I send spring’s greetings to Zuckerberg. On Facebook, *It’s Free*—may that line never change. Those whose days are still spent circling around Facebook, may they be well, at no cost to them.

Tell me, Zuckerberg, do you know how the heart catches fire when beautiful women come close in spring, draped in yellow or saffron silk? You don’t, do you? Don’t feel bad. Some foolish beauties don’t know it either! That’s why they don’t wear saris. Alas! Who will tell them that the sari is the most captivating garment in the world! Good heavens! The moment you see someone in a sari….. but what do these other beauties wear? Tatters. And looking at them, you think, even the monkeys at the zoo aren’t less beautiful, I mean, they’re not less beautiful! Of course, beautiful women seem best when they’re a bit simple. Why would a beautiful girl not have a mind? Why the worry?

Since when has Rabi Babu been playing in my head…. *Let those who are happy, stay happy*….

I am happy, she is happy. Who is happy? Whoever is happy, is happy. Happiness is happy, sorrow is happy. Everyone is very happy. Watching this performance of happiness, even the aging world grows happier by the moment. In this very happiness lies all happiness!

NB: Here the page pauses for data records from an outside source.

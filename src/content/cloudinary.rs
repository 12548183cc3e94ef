use std::sync::OnceLock;

use regex::{Captures, Regex};

const HOST: &str = "res.cloudinary.com";
const UPLOAD_SEGMENT: &str = "/upload/";

/// Transformation prefixes Cloudinary accepts in the first path segment
/// after `/upload/`. A segment starting with one of these means the URL is
/// already transformed.
const TRANSFORM_PREFIXES: &[&str] = &[
    "a_", "ar_", "b_", "bo_", "c_", "dpr_", "e_", "f_", "fl_", "g_", "h_", "l_", "o_", "q_", "r_",
    "t_", "w_", "x_", "y_", "z_",
];

/// Injects automatic format/quality (and an optional width limit) into a
/// Cloudinary delivery URL. Anything else is returned unchanged.
pub fn optimize_url(url: &str, width: Option<u32>) -> String {
    if !url.contains(HOST) {
        return url.to_string();
    }
    let Some(pos) = url.find(UPLOAD_SEGMENT) else {
        return url.to_string();
    };

    let (head, rest) = url.split_at(pos + UPLOAD_SEGMENT.len());
    let first_segment = rest.split('/').next().unwrap_or_default();
    let already_transformed = first_segment
        .split(',')
        .any(|part| TRANSFORM_PREFIXES.iter().any(|p| part.starts_with(p)));
    if already_transformed {
        return url.to_string();
    }

    let transform = match width {
        Some(w) => format!("f_auto,q_auto,w_{},c_limit", w),
        None => "f_auto,q_auto".to_string(),
    };
    format!("{}{}/{}", head, transform, rest)
}

fn img_src_pattern() -> &'static Regex {
    static PATTERN: OnceLock<Regex> = OnceLock::new();
    PATTERN.get_or_init(|| {
        Regex::new(r#"(<img\b[^>]*?\bsrc=)(["'])([^"']*)(["'])"#).expect("valid img pattern")
    })
}

/// Rewrites every `<img src>` in an HTML fragment with [`optimize_url`].
pub fn optimize_html(html: &str, width: Option<u32>) -> String {
    img_src_pattern()
        .replace_all(html, |caps: &Captures| {
            format!(
                "{}{}{}{}",
                &caps[1],
                &caps[2],
                optimize_url(&caps[3], width),
                &caps[4]
            )
        })
        .into_owned()
}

My Seven-Point Valentine’s Day Manifesto (plus one bonus):

One. Let “I love you” come from the heart, not the lips. Even if fresh love emerges with cigarette smoke, no problem.

Two. Let no couple in the world break apart. If need be, let the rickshaw break under their weight, let one of them or both tire, but let the couple endure.

Three. If someone breaks a relationship for no reason at all, let them be made to do ear-squatting push-ups publicly, at least one hundred and one times.

Four. May the flower business flourish; may the facial tissue business dwindle.

Five. Let the last breath of love before marriage happen not in bed, but in the marriage chamber.

Six. Those who have someone to love—may they receive their tutoring fees by the fifth of the next month. Let no one have to love on their father’s money. Let joy and sorrow be tasted on one’s own earnings.

Seven.

# A Beautiful Procession of Words

May beautiful words about love march from Facebook statuses into life itself. May no one ever have to swallow the kind of mockery I once endured from my sister-in-law—quoting Tagore, mind you—for writing verse about someone else’s wedding when my own remains unwritten. Never let anyone bear such a wound.

Please. Let those who wish to love me not call me ‘brother’ or ‘uncle’ or any such bloodless term. Let the rest hold me closer than their own kin.

These days I can’t bring myself to visit any campus in spring. The moment I step foot there, my heart collapses. I’m exhausted now, exhausted from keeping it broken. How much longer can one heart take such punishment? There’s only one, after all—poor thing. How many more lessons do I need? When you’re miserable, you know yourself best, they say. I’ve come to know my old self far too well. I don’t like what I see anymore. Hypocrisy doesn’t suit me. I can’t paste on a smile while the heart bleeds. Why—if god gave a man teeth but denied him love—why not just knock them all out in one blow? Why, why, why? What use are these gleaming teeth to me? What’s left to bite into?